Work to complete | Please find every line of the listing below where "ReminderService" occurs and copy it.

———

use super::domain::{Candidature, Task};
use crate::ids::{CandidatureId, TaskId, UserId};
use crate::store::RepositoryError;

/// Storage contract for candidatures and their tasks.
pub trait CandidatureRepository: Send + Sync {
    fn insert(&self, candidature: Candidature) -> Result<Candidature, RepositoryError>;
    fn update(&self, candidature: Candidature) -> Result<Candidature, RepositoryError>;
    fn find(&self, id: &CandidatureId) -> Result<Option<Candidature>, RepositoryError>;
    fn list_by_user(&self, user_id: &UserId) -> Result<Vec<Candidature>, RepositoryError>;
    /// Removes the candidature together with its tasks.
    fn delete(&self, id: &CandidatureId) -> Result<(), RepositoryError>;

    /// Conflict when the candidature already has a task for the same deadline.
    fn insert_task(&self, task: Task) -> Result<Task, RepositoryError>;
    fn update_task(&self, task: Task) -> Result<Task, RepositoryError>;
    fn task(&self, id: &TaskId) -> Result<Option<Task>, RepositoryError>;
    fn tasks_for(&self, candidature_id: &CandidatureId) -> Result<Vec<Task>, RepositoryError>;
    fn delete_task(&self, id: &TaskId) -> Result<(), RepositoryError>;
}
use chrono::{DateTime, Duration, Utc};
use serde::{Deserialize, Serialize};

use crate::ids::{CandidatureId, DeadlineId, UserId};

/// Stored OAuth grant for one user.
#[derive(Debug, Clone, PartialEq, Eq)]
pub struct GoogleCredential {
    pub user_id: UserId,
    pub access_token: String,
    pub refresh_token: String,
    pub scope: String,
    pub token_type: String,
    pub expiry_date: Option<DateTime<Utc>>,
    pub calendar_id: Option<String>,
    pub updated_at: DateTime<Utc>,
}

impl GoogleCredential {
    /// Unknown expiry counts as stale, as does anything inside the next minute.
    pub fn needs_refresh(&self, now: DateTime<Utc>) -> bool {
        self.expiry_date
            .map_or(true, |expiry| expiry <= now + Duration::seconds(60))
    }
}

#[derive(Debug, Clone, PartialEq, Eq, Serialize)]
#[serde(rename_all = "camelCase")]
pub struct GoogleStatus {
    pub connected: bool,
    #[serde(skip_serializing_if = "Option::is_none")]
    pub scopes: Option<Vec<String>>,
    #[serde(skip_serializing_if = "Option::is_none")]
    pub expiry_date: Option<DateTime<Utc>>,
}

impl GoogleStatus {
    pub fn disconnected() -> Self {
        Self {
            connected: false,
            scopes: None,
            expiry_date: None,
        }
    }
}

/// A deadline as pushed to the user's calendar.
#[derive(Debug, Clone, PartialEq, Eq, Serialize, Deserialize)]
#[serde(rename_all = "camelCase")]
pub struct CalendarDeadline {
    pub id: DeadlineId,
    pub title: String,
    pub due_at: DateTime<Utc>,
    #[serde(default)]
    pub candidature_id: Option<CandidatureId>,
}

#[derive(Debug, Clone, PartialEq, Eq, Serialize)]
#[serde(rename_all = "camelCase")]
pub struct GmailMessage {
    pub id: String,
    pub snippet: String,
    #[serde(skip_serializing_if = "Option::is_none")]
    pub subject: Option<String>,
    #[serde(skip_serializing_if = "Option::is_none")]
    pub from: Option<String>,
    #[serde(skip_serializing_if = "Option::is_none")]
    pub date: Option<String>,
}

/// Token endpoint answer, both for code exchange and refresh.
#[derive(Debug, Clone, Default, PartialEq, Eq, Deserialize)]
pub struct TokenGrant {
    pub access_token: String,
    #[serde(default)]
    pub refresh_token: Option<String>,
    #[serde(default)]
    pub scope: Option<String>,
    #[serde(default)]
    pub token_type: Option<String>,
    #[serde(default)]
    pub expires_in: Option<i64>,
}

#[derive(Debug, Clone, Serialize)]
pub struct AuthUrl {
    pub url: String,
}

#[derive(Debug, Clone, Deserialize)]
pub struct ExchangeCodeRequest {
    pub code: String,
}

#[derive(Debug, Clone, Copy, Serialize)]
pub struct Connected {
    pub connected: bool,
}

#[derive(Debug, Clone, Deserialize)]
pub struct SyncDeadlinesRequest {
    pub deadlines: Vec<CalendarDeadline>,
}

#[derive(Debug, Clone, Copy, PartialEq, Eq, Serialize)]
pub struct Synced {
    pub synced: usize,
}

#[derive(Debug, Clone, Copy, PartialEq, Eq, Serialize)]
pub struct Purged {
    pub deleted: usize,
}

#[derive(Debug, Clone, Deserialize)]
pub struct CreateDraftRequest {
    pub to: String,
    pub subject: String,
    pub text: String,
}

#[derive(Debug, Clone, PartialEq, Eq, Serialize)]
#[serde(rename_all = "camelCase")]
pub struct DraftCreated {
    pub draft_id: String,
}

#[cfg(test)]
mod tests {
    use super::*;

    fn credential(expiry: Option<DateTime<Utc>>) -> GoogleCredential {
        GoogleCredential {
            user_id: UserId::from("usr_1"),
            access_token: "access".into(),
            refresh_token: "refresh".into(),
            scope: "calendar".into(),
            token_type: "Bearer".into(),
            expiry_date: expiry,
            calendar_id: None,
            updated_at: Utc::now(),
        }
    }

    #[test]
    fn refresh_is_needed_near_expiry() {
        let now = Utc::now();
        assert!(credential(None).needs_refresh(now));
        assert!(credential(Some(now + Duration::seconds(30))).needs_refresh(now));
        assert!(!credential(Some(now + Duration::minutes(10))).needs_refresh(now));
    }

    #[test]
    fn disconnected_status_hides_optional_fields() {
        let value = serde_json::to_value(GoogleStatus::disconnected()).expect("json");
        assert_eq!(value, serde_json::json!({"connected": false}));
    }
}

———

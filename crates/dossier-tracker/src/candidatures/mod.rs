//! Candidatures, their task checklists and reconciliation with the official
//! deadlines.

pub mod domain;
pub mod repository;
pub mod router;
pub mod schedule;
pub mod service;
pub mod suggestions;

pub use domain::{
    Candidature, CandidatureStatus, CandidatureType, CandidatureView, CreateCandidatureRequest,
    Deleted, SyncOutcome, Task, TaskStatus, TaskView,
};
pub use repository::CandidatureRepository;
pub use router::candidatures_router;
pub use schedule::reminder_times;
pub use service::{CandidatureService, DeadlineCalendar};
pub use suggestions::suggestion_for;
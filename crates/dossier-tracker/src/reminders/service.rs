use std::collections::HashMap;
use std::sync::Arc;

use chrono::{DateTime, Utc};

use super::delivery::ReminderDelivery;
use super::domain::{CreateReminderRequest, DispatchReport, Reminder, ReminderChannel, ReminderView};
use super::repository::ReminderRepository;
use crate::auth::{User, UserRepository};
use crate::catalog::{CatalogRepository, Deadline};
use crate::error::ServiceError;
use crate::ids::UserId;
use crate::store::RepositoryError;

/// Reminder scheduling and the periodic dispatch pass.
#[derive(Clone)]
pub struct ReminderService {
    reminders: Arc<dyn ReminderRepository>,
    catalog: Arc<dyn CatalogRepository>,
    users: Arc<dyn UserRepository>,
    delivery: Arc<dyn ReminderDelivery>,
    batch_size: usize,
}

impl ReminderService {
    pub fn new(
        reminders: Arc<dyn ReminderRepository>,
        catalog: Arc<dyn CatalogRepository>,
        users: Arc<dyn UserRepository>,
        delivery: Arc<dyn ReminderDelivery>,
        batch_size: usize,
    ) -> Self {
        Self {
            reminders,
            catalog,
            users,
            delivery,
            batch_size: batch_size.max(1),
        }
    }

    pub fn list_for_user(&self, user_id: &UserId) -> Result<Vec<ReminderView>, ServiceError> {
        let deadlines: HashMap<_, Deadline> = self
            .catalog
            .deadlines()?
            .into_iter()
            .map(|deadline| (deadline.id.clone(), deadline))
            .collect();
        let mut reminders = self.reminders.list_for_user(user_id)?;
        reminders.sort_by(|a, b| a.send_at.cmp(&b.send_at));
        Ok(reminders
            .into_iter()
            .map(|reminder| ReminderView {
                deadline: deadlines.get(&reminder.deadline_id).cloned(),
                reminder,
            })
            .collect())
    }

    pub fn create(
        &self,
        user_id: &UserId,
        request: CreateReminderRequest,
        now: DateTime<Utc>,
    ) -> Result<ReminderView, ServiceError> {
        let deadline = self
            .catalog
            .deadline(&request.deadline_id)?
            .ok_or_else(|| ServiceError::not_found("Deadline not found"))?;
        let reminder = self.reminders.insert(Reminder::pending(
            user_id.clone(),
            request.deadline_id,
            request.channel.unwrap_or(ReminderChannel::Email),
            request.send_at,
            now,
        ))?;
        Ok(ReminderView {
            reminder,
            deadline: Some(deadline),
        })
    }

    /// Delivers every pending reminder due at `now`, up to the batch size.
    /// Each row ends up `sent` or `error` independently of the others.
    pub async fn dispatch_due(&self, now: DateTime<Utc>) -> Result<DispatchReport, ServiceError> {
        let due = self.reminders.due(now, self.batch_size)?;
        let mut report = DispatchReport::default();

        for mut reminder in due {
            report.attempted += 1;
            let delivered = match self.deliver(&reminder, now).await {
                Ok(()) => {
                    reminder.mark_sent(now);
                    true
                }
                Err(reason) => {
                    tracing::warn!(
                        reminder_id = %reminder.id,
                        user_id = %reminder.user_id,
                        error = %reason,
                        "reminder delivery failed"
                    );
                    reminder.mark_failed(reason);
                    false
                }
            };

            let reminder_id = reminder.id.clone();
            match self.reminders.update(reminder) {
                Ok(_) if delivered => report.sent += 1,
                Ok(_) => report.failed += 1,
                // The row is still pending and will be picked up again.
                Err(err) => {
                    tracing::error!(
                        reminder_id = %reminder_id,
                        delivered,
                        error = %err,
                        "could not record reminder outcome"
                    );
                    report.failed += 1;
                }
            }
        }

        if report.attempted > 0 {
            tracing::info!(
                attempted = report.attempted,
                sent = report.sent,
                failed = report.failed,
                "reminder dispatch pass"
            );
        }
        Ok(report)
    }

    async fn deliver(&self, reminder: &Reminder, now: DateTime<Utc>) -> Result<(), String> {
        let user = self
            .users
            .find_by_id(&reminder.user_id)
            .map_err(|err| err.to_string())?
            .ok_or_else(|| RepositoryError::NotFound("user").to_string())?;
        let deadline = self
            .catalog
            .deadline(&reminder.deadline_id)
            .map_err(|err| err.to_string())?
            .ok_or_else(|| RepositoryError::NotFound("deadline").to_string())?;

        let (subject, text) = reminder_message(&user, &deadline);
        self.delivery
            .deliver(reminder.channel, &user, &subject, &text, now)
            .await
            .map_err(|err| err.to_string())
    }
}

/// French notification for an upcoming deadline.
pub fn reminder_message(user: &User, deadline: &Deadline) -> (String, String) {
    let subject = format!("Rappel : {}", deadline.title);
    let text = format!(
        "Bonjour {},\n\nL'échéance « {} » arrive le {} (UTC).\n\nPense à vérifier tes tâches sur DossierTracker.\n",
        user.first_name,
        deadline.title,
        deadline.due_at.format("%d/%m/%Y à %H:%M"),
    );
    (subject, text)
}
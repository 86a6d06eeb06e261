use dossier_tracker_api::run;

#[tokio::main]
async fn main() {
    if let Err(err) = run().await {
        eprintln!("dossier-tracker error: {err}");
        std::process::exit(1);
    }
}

———

Exercise solution |
pub struct ReminderService {
impl ReminderService {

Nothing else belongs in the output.